┌────────

use enumset::{EnumSet, EnumSetType};
use serde::{Deserialize, Serialize};

use crate::style::InlineStyle;

#[derive(Debug, Serialize, Deserialize, PartialOrd, Ord, Hash, EnumSetType)]
pub enum Modifier {
    Command,
    Shift,
    Alt,
    Control,
}

/// Virtual key codes of the ANSI keyboard layout, as reported by the host key event.
pub mod key_codes {
    pub const C: u16 = 0x08;
    pub const B: u16 = 0x0B;
    pub const U: u16 = 0x20;
    pub const I: u16 = 0x22;
}

#[derive(Clone, Copy, Debug, PartialEq, Eq, Hash, Serialize, Deserialize)]
pub struct KeyChord {
    pub modifiers: EnumSet<Modifier>,
    pub key_code: u16,
}

impl KeyChord {
    pub fn new<M: Into<EnumSet<Modifier>>>(modifiers: M, key_code: u16) -> KeyChord {
        KeyChord {
            modifiers: modifiers.into(),
            key_code,
        }
    }
}

/// Map a key chord to the inline style it toggles. Chords that are not formatting shortcuts yield
/// `None`, which callers treat as "no style change".
pub fn style_for_chord(chord: &KeyChord) -> Option<InlineStyle> {
    let command = EnumSet::only(Modifier::Command);
    let command_shift = Modifier::Command | Modifier::Shift;
    if chord.modifiers == command {
        match chord.key_code {
            key_codes::B => Some(InlineStyle::Bold),
            key_codes::I => Some(InlineStyle::Italic),
            key_codes::U => Some(InlineStyle::Underline),
            _ => None,
        }
    } else if chord.modifiers == command_shift {
        match chord.key_code {
            key_codes::C => Some(InlineStyle::Code),
            key_codes::B => Some(InlineStyle::Highlight),
            _ => None,
        }
    } else {
        None
    }
}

└────────

Transcribe the listing above in full, so that every line matches exactly.

Reply:
use enumset::{EnumSet, EnumSetType};
use serde::{Deserialize, Serialize};

use crate::style::InlineStyle;

#[derive(Debug, Serialize, Deserialize, PartialOrd, Ord, Hash, EnumSetType)]
pub enum Modifier {
    Command,
    Shift,
    Alt,
    Control,
}

/// Virtual key codes of the ANSI keyboard layout, as reported by the host key event.
pub mod key_codes {
    pub const C: u16 = 0x08;
    pub const B: u16 = 0x0B;
    pub const U: u16 = 0x20;
    pub const I: u16 = 0x22;
}

#[derive(Clone, Copy, Debug, PartialEq, Eq, Hash, Serialize, Deserialize)]
pub struct KeyChord {
    pub modifiers: EnumSet<Modifier>,
    pub key_code: u16,
}

impl KeyChord {
    pub fn new<M: Into<EnumSet<Modifier>>>(modifiers: M, key_code: u16) -> KeyChord {
        KeyChord {
            modifiers: modifiers.into(),
            key_code,
        }
    }
}

/// Map a key chord to the inline style it toggles. Chords that are not formatting shortcuts yield
/// `None`, which callers treat as "no style change".
pub fn style_for_chord(chord: &KeyChord) -> Option<InlineStyle> {
    let command = EnumSet::only(Modifier::Command);
    let command_shift = Modifier::Command | Modifier::Shift;
    if chord.modifiers == command {
        match chord.key_code {
            key_codes::B => Some(InlineStyle::Bold),
            key_codes::I => Some(InlineStyle::Italic),
            key_codes::U => Some(InlineStyle::Underline),
            _ => None,
        }
    } else if chord.modifiers == command_shift {
        match chord.key_code {
            key_codes::C => Some(InlineStyle::Code),
            key_codes::B => Some(InlineStyle::Highlight),
            _ => None,
        }
    } else {
        None
    }
}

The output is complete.